Saturday, February 4, 2012

Pacific Northwest Dreaming

It's a beautiful, sunny Saturday here in the Pacific Northwest--such a rare treat this time of year! It's early February--way too soon to do much in my garden--but that doesn't stop me from dreaming. And dreaming at this time of year is absolutely the best, because I am not hampered by the vagaries of reality. No water issues, pests, crop failures, or disease in sight.

In my dreams today, my summer garden is stupendous! My flowers are the envy of all passersby, and my vegetables are producing so heavily that I'm hard pressed to keep up with the bountiful harvest. In this dream garden, I've tried some new-to-me varieties, and every single plant is a winner. I can't fail!

Even though we're locked in the throes of winter, I'm already gearing up for warmer days. I'm collecting, cleaning, and organizing my seed-starting tools. I have saved seeds, but I'll still get to the stores in the next several weeks to poke around and see what I can't live without. I can already tell I have a hankering for heirloom tomatoes. I think the juicy richness of the old tomato varieties put them in a different class entirely from the hybrid choices available. So, I'll try to find something I have never grown yet.

It doesn't take many tomato plants to get big results.

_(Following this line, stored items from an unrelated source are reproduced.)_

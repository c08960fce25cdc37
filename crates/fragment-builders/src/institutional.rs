use chrono::{Datelike, Duration as ChronoDuration, NaiveDate};

use research_core::{
    with_retries, AnalystActions, GradeAction, HolderPosition, HoldingsSignal, InsiderActivity,
    InsiderTrade, InstitutionalSnapshot, ResearchError,
};

use crate::FragmentContext;

const TOP_HOLDER_COUNT: usize = 5;
const QUARTER_FALLBACKS: usize = 3;
const INSIDER_FETCH_LIMIT: usize = 100;
const INSIDER_TRADES_SHOWN: usize = 5;
const ACTION_FETCH_LIMIT: usize = 50;

/// Quarter end on or before `date`.
pub fn quarter_end_on_or_before(date: NaiveDate) -> NaiveDate {
    let (year, month_day) = match date.month() {
        1..=3 => (date.year() - 1, (12, 31)),
        4..=6 => (date.year(), (3, 31)),
        7..=9 => (date.year(), (6, 30)),
        _ => (date.year(), (9, 30)),
    };
    NaiveDate::from_ymd_opt(year, month_day.0, month_day.1).unwrap_or(date)
}

fn previous_quarter_end(quarter_end: NaiveDate) -> NaiveDate {
    quarter_end_on_or_before(quarter_end - ChronoDuration::days(1))
}

pub async fn build_institutional(
    ctx: &FragmentContext,
    ticker: &str,
    baseline: NaiveDate,
) -> Result<InstitutionalSnapshot, ResearchError> {
    let kv_key = format!("institutional_{ticker}_{baseline}");
    if let Some(cached) = ctx.kv.read(&kv_key, ctx.config.thirteenf_ttl()).await {
        if research_cache::is_empty_sentinel(&cached) {
            return Ok(InstitutionalSnapshot::empty_with_error(
                "no 13F data in recent quarters",
            ));
        }
        if let Ok(snapshot) = serde_json::from_value::<InstitutionalSnapshot>(cached) {
            return Ok(snapshot);
        }
    }

    let Some(fmp) = ctx.fmp.clone() else {
        return Err(ResearchError::upstream(None, "13F vendor not configured"));
    };

    // Current quarter first, then up to three quarters back.
    let mut quarter = quarter_end_on_or_before(baseline);
    let mut snapshot = None;
    for _ in 0..=QUARTER_FALLBACKS {
        match fetch_quarter(ctx, &fmp, ticker, quarter).await {
            Ok(Some(found)) => {
                snapshot = Some(found);
                break;
            }
            Ok(None) => {
                tracing::debug!("no 13F aggregate for {ticker} at {quarter}");
            }
            Err(e) => {
                tracing::warn!("13F fetch failed for {ticker} at {quarter}: {e}");
            }
        }
        quarter = previous_quarter_end(quarter);
    }

    let Some(mut snapshot) = snapshot else {
        let _ = ctx
            .kv
            .write(&kv_key, &research_cache::empty_sentinel())
            .await;
        return Ok(InstitutionalSnapshot::empty_with_error(
            "no 13F data in recent quarters",
        ));
    };

    // Enrichments are best-effort: their absence never drops the fragment.
    let (insiders, actions) = tokio::join!(
        insider_activity(ctx, &fmp, ticker, baseline),
        analyst_actions(ctx, &fmp, ticker, baseline),
    );
    snapshot.insider_activity = insiders;
    snapshot.analyst_actions = actions;

    if let Ok(json) = serde_json::to_value(&snapshot) {
        let _ = ctx.kv.write(&kv_key, &json).await;
    }
    Ok(snapshot)
}

async fn fetch_quarter(
    ctx: &FragmentContext,
    fmp: &std::sync::Arc<market_data::FmpClient>,
    ticker: &str,
    quarter_end: NaiveDate,
) -> Result<Option<InstitutionalSnapshot>, ResearchError> {
    let (summary, holders) = tokio::join!(
        with_retries(ctx.config.api_retry_attempts, ctx.config.retry_delay(), || {
            fmp.institutional_summary(ticker, quarter_end)
        }),
        with_retries(ctx.config.api_retry_attempts, ctx.config.retry_delay(), || {
            fmp.institutional_holders(ticker, quarter_end)
        }),
    );

    let summary = summary?;
    let holders = holders.unwrap_or_else(|e| {
        tracing::warn!("holder rows failed for {ticker} at {quarter_end}: {e}");
        Vec::new()
    });

    if summary.is_none() && holders.is_empty() {
        return Ok(None);
    }

    Ok(Some(normalize_quarter(
        ticker,
        quarter_end,
        summary,
        holders,
    )))
}

/// Top-5 by position value, net shares from the summary when present (else
/// summed row changes), and the localized accumulation signal.
pub fn normalize_quarter(
    ticker: &str,
    quarter_end: NaiveDate,
    summary: Option<market_data::fmp::InstitutionalSummary>,
    mut holders: Vec<HolderPosition>,
) -> InstitutionalSnapshot {
    holders.sort_by(|a, b| {
        b.value
            .unwrap_or(0.0)
            .partial_cmp(&a.value.unwrap_or(0.0))
            .unwrap_or(std::cmp::Ordering::Equal)
    });
    let top_holders: Vec<HolderPosition> = holders.iter().take(TOP_HOLDER_COUNT).cloned().collect();

    let summary_net = summary.as_ref().and_then(|s| s.metrics.net_shares);
    let net_shares = summary_net.unwrap_or_else(|| {
        holders.iter().filter_map(|h| h.change_shares).sum::<f64>()
    });
    let signal = HoldingsSignal::from_net_shares(net_shares);

    let as_of = summary
        .as_ref()
        .and_then(|s| s.as_of.clone())
        .unwrap_or_else(|| quarter_end.to_string());

    let text = format!(
        "{} 於 {} 季度之機構持股整體{}（淨變動 {:.0} 股），前 {} 大持有機構合計揭露於 13F。",
        ticker,
        as_of,
        signal.label,
        net_shares,
        top_holders.len()
    );

    InstitutionalSnapshot {
        as_of: Some(as_of),
        signal,
        top_holders,
        summary: Some(text),
        metrics: summary.map(|s| s.metrics),
        insider_activity: None,
        analyst_actions: None,
        error: None,
    }
}

fn is_buy_kind(kind: &str) -> bool {
    let k = kind.to_lowercase();
    k.contains("purchase") || k.contains("buy") || k == "a" || k.starts_with("p-")
}

fn is_sell_kind(kind: &str) -> bool {
    let k = kind.to_lowercase();
    k.contains("sale") || k.contains("sell") || k == "d" || k.starts_with("s-")
}

async fn insider_activity(
    ctx: &FragmentContext,
    fmp: &std::sync::Arc<market_data::FmpClient>,
    ticker: &str,
    baseline: NaiveDate,
) -> Option<InsiderActivity> {
    let trades = with_retries(ctx.config.api_retry_attempts, ctx.config.retry_delay(), || {
        fmp.insider_trades(ticker, INSIDER_FETCH_LIMIT)
    })
    .await;
    let trades = match trades {
        Ok(trades) => trades,
        Err(e) => {
            tracing::warn!("insider trades failed for {ticker}: {e}");
            return None;
        }
    };
    let window_start = baseline - ChronoDuration::days(ctx.config.insider_lookback_days);
    let window_end = baseline + ChronoDuration::days(ctx.config.insider_lookahead_days);
    Some(summarize_insiders(trades, window_start, window_end))
}

/// Buy/sell statistics plus the last five trades inside the window.
pub fn summarize_insiders(
    trades: Vec<InsiderTrade>,
    window_start: NaiveDate,
    window_end: NaiveDate,
) -> InsiderActivity {
    let mut in_window: Vec<InsiderTrade> = trades
        .into_iter()
        .filter(|t| {
            t.date
                .map(|d| d >= window_start && d <= window_end)
                .unwrap_or(false)
        })
        .collect();
    in_window.sort_by(|a, b| b.date.cmp(&a.date));

    let mut activity = InsiderActivity {
        window_start: Some(window_start),
        window_end: Some(window_end),
        ..Default::default()
    };
    for trade in &in_window {
        let shares = trade.shares.unwrap_or(0.0);
        let kind = trade.kind.as_deref().unwrap_or("");
        if is_buy_kind(kind) {
            activity.buy_count += 1;
            activity.buy_shares += shares;
        } else if is_sell_kind(kind) {
            activity.sell_count += 1;
            activity.sell_shares += shares;
        }
    }
    activity.net_shares = activity.buy_shares - activity.sell_shares;
    activity.summary = if activity.net_shares > 0.0 {
        format!("內部人淨買超 {:.0} 股", activity.net_shares)
    } else if activity.net_shares < 0.0 {
        format!("內部人淨賣超 {:.0} 股", -activity.net_shares)
    } else {
        "內部人交易持平".to_string()
    };
    activity.last_trades = in_window.into_iter().take(INSIDER_TRADES_SHOWN).collect();
    activity
}

fn is_upgrade(action: &str) -> bool {
    let a = action.to_lowercase();
    a.contains("upgrade") || a.contains("raise") || a.contains("initiat") && a.contains("buy")
}

fn is_downgrade(action: &str) -> bool {
    let a = action.to_lowercase();
    a.contains("downgrade") || a.contains("lower") || a.contains("cut")
}

async fn analyst_actions(
    ctx: &FragmentContext,
    fmp: &std::sync::Arc<market_data::FmpClient>,
    ticker: &str,
    baseline: NaiveDate,
) -> Option<AnalystActions> {
    let actions = with_retries(ctx.config.api_retry_attempts, ctx.config.retry_delay(), || {
        fmp.grade_actions(ticker, ACTION_FETCH_LIMIT)
    })
    .await;
    let actions = match actions {
        Ok(actions) => actions,
        Err(e) => {
            tracing::warn!("analyst actions failed for {ticker}: {e}");
            return None;
        }
    };
    Some(count_actions(actions, baseline))
}

/// Upgrade/downgrade counts in 7- and 30-day windows around the baseline.
pub fn count_actions(actions: Vec<GradeAction>, baseline: NaiveDate) -> AnalystActions {
    let mut counted = AnalystActions::default();
    for action in &actions {
        let Some(date) = action.date else { continue };
        let distance = (date - baseline).num_days().abs();
        if distance > 30 {
            continue;
        }
        let label = action.action.as_deref().unwrap_or("");
        let up = is_upgrade(label);
        let down = is_downgrade(label);
        if distance <= 7 {
            if up {
                counted.upgrades_7d += 1;
            }
            if down {
                counted.downgrades_7d += 1;
            }
        }
        if up {
            counted.upgrades_30d += 1;
        }
        if down {
            counted.downgrades_30d += 1;
        }
    }
    counted.recent = actions
        .into_iter()
        .filter(|a| {
            a.date
                .map(|d| (d - baseline).num_days().abs() <= 30)
                .unwrap_or(false)
        })
        .take(10)
        .collect();
    counted
}

#[cfg(test)]
mod tests {
    use super::*;

    fn holder(name: &str, value: f64, change: f64) -> HolderPosition {
        HolderPosition {
            holder: name.to_string(),
            shares: Some(1000.0),
            value: Some(value),
            change_shares: Some(change),
            change_pct: None,
            weight_pct: None,
        }
    }

    #[test]
    fn quarter_end_boundaries() {
        let d = |y, m, day| NaiveDate::from_ymd_opt(y, m, day).unwrap();
        assert_eq!(quarter_end_on_or_before(d(2024, 2, 15)), d(2023, 12, 31));
        assert_eq!(quarter_end_on_or_before(d(2024, 5, 1)), d(2024, 3, 31));
        assert_eq!(quarter_end_on_or_before(d(2024, 8, 9)), d(2024, 6, 30));
        assert_eq!(quarter_end_on_or_before(d(2024, 11, 30)), d(2024, 9, 30));
        assert_eq!(previous_quarter_end(d(2024, 3, 31)), d(2023, 12, 31));
    }

    #[test]
    fn normalize_sorts_and_takes_top_five() {
        let holders = (0..8)
            .map(|i| holder(&format!("fund{i}"), (i as f64) * 100.0, 10.0))
            .collect();
        let snap = normalize_quarter(
            "NVDA",
            NaiveDate::from_ymd_opt(2024, 3, 31).unwrap(),
            None,
            holders,
        );
        assert_eq!(snap.top_holders.len(), 5);
        assert_eq!(snap.top_holders[0].holder, "fund7");
        // No summary row: net shares sum the row-level changes.
        assert!((snap.signal.net_shares - 80.0).abs() < f64::EPSILON);
        assert_eq!(snap.signal.label, "加碼");
    }

    #[test]
    fn summary_net_shares_wins_over_row_sum() {
        let summary = market_data::fmp::InstitutionalSummary {
            as_of: Some("2024-03-31".to_string()),
            metrics: research_core::OwnershipMetrics {
                net_shares: Some(-500.0),
                ..Default::default()
            },
        };
        let snap = normalize_quarter(
            "NVDA",
            NaiveDate::from_ymd_opt(2024, 3, 31).unwrap(),
            Some(summary),
            vec![holder("a", 10.0, 100.0)],
        );
        assert!((snap.signal.net_shares + 500.0).abs() < f64::EPSILON);
        assert_eq!(snap.signal.label, "減碼");
    }

    #[test]
    fn insider_window_and_classification() {
        let baseline = NaiveDate::from_ymd_opt(2024, 6, 1).unwrap();
        let t = |days_ago: i64, kind: &str, shares: f64| InsiderTrade {
            date: Some(baseline - ChronoDuration::days(days_ago)),
            insider: None,
            title: None,
            kind: Some(kind.to_string()),
            shares: Some(shares),
            price: None,
        };
        let trades = vec![
            t(2, "P-Purchase", 1000.0),
            t(10, "S-Sale", 400.0),
            t(20, "S-Sale", 100.0),
            // Outside the 90-day lookback: ignored.
            t(200, "P-Purchase", 99999.0),
        ];
        let activity = summarize_insiders(
            trades,
            baseline - ChronoDuration::days(90),
            baseline + ChronoDuration::days(7),
        );
        assert_eq!(activity.buy_count, 1);
        assert_eq!(activity.sell_count, 2);
        assert!((activity.net_shares - 500.0).abs() < f64::EPSILON);
        assert!(activity.summary.contains("淨買超"));
        assert_eq!(activity.last_trades.len(), 3);
    }

    #[test]
    fn action_windows_are_centered() {
        let baseline = NaiveDate::from_ymd_opt(2024, 6, 1).unwrap();
        let action = |offset: i64, label: &str| GradeAction {
            date: Some(baseline + ChronoDuration::days(offset)),
            firm: None,
            action: Some(label.to_string()),
            previous_grade: None,
            new_grade: None,
        };
        let actions = vec![
            action(-3, "Upgrade"),
            action(5, "Downgrade"),
            action(-20, "Downgrade"),
            action(40, "Upgrade"),
        ];
        let counted = count_actions(actions, baseline);
        assert_eq!(counted.upgrades_7d, 1);
        assert_eq!(counted.downgrades_7d, 1);
        assert_eq!(counted.upgrades_30d, 1);
        assert_eq!(counted.downgrades_30d, 2);
        assert_eq!(counted.recent.len(), 3);
    }
}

I'm a mad tomato sauce canner in season, and I don't feel I've done my duty with anything less than 50 quarts in my pantry...but I try to can way more than that to last us all winter. When my kids were still at home I'd plant as many as 20 tomato plants, and I'd beg, borrow, and buy more tomatoes by the bushel to supplement what I picked so that by the time winter came around, I'd usually have 200 or so jars of sauce. Now I'm content with maybe a half-dozen plants, and the aforementioned 50 quarts.

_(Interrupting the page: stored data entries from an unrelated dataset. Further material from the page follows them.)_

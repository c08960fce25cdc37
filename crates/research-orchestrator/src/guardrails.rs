use serde_json::Value;

use research_core::{EngineConfig, GuardrailFlags, InstitutionalSnapshot, MomentumMetrics};

/// Label fragments that count as distribution pressure.
const SELLING_LABELS: &[&str] = &["減碼", "賣出", "弱勢"];

pub fn derive_flags(
    momentum: Option<&MomentumMetrics>,
    institutional: Option<&InstitutionalSnapshot>,
    severe_threshold: f64,
) -> GuardrailFlags {
    let severe_momentum = momentum
        .map(|m| m.score <= severe_threshold)
        .unwrap_or(false);
    let selling_pressure = institutional
        .map(|i| SELLING_LABELS.iter().any(|l| i.signal.label.contains(l)))
        .unwrap_or(false);
    GuardrailFlags {
        severe_momentum,
        selling_pressure,
    }
}

fn round2(value: f64) -> f64 {
    (value * 100.0).round() / 100.0
}

/// Post-LLM clamp on the target price. Weak signals tighten the band; high
/// model confidence disables the clamp. Returns whether a clamp was applied.
pub fn apply_target_guardrails(
    analysis: &mut Value,
    current_price: f64,
    flags: GuardrailFlags,
    config: &EngineConfig,
) -> bool {
    if current_price <= 0.0 {
        return false;
    }
    let Some(action) = analysis.get_mut("action") else {
        return false;
    };
    let confidence = action
        .get("confidence")
        .and_then(Value::as_str)
        .unwrap_or("")
        .to_lowercase();
    if confidence == "high" {
        return false;
    }
    let Some(target) = action.get("target_price").and_then(Value::as_f64) else {
        return false;
    };

    let weak = flags.severe_momentum || flags.selling_pressure;
    let (floor_mult, cap_mult) = if weak {
        (config.weak_signal_target_floor, config.weak_signal_target_cap)
    } else {
        (
            config.llm_target_min_multiplier,
            config.llm_target_max_multiplier,
        )
    };
    let floor = current_price * floor_mult;
    let cap = current_price * cap_mult;
    if target >= floor && target <= cap {
        return false;
    }

    let clamped = round2(target.clamp(floor, cap));
    action["target_price"] = serde_json::json!(clamped);

    let note = if weak {
        format!(
            "target price clamped to [{:.2}, {:.2}] on weak momentum/institutional signals (was {:.2})",
            floor, cap, target
        )
    } else {
        format!(
            "target price clamped to [{:.2}, {:.2}] market-sanity bounds (was {:.2})",
            floor, cap, target
        )
    };
    action["guardrail_note"] = serde_json::json!(note);

    let notice = format!("（目標價已依市場合理區間調整為 {clamped:.2}）");
    let rationale = action
        .get("rationale")
        .and_then(Value::as_str)
        .unwrap_or("")
        .to_string();
    action["rationale"] = serde_json::json!(format!("{rationale}{notice}"));
    true
}

#[cfg(test)]
mod tests {
    use super::*;
    use research_core::{HoldingsSignal, Trend};
    use serde_json::json;

    fn momentum_with_score(score: f64) -> MomentumMetrics {
        MomentumMetrics {
            score,
            trend: Trend::Neutral,
            trend_label: "中性".to_string(),
            returns: Default::default(),
            moving_averages: Default::default(),
            rsi14: None,
            atr14: None,
            volume_ratio: None,
            price_vs_ma: Default::default(),
            etf: None,
            reference_date: chrono::NaiveDate::from_ymd_opt(2024, 1, 2).unwrap(),
        }
    }

    fn institutional_with_label(net: f64) -> InstitutionalSnapshot {
        InstitutionalSnapshot {
            signal: HoldingsSignal::from_net_shares(net),
            ..Default::default()
        }
    }

    #[test]
    fn flags_follow_momentum_and_ownership() {
        let weak = momentum_with_score(10.0);
        let selling = institutional_with_label(-100.0);
        let flags = derive_flags(Some(&weak), Some(&selling), 20.0);
        assert!(flags.severe_momentum);
        assert!(flags.selling_pressure);

        let fine = momentum_with_score(55.0);
        let buying = institutional_with_label(100.0);
        let flags = derive_flags(Some(&fine), Some(&buying), 20.0);
        assert!(!flags.severe_momentum);
        assert!(!flags.selling_pressure);

        let flags = derive_flags(None, None, 20.0);
        assert!(!flags.severe_momentum && !flags.selling_pressure);
    }

    #[test]
    fn weak_signals_cap_at_125_percent() {
        let config = EngineConfig::default();
        let current = 100.0;
        let mut analysis = json!({
            "action": {"rating": "BUY", "target_price": 200.0, "confidence": "medium", "rationale": "看多"}
        });
        let flags = GuardrailFlags {
            severe_momentum: true,
            selling_pressure: true,
        };
        let clamped = apply_target_guardrails(&mut analysis, current, flags, &config);
        assert!(clamped);
        assert_eq!(analysis["action"]["target_price"], json!(125.0));
        assert!(analysis["action"]["guardrail_note"].is_string());
        assert!(analysis["action"]["rationale"]
            .as_str()
            .unwrap()
            .contains("目標價"));
    }

    #[test]
    fn weak_signals_floor_at_80_percent() {
        let config = EngineConfig::default();
        let mut analysis = json!({
            "action": {"rating": "SELL", "target_price": 40.0, "confidence": "low", "rationale": ""}
        });
        let flags = GuardrailFlags {
            severe_momentum: true,
            selling_pressure: false,
        };
        assert!(apply_target_guardrails(&mut analysis, 100.0, flags, &config));
        assert_eq!(analysis["action"]["target_price"], json!(80.0));
    }

    #[test]
    fn normal_band_is_wider() {
        let config = EngineConfig::default();
        let mut analysis = json!({
            "action": {"rating": "BUY", "target_price": 170.0, "confidence": "medium"}
        });
        let flags = GuardrailFlags::default();
        // 170 is inside [60, 180]: untouched.
        assert!(!apply_target_guardrails(&mut analysis, 100.0, flags, &config));
        assert_eq!(analysis["action"]["target_price"], json!(170.0));

        let mut analysis = json!({
            "action": {"rating": "BUY", "target_price": 250.0, "confidence": "medium"}
        });
        assert!(apply_target_guardrails(&mut analysis, 100.0, flags, &config));
        assert_eq!(analysis["action"]["target_price"], json!(180.0));
    }

    #[test]
    fn high_confidence_disables_clamp() {
        let config = EngineConfig::default();
        let mut analysis = json!({
            "action": {"rating": "BUY", "target_price": 500.0, "confidence": "high"}
        });
        let flags = GuardrailFlags {
            severe_momentum: true,
            selling_pressure: true,
        };
        assert!(!apply_target_guardrails(&mut analysis, 100.0, flags, &config));
        assert_eq!(analysis["action"]["target_price"], json!(500.0));
    }

    #[test]
    fn missing_target_is_a_no_op() {
        let config = EngineConfig::default();
        let mut analysis = json!({"action": {"rating": "HOLD"}});
        assert!(!apply_target_guardrails(
            &mut analysis,
            100.0,
            GuardrailFlags::default(),
            &config
        ));
    }
}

When the tomatos are ripe, a pretty and tasty presentation is to slice different varieties of tomatoes and arrange them artistically on a large platter. I try to have different colors--green striped, pink, purple, orange, etc.--so just looking at the plate is fun. I drizzle the tomatoes with olive oil and vinegar (try balsamic, malt, or rice wine vinegar), dust them with fresh chopped parsley or basil (whatever I have) and salt and pepper, and they're ready to eat. Not much is better than that!

Another easy way to use tomatoes is to cut the stem end off and dig a shallow hole in that end. Next, I salt and pepper them a bit and then set them into a baking dish that has sides at least 2 inches high. I sprinkle on pine nuts into the shallow holes, add some fresh chopped parsley, and bake them at 350 degrees for about 20 minutes or so. How long they bake is really a function of how big the tomatoes are. The goal is to have them hot clear through and somewhat softened but not mushy. These are really good and they look elegant on the plate.

I'm getting hungry just thinking about this!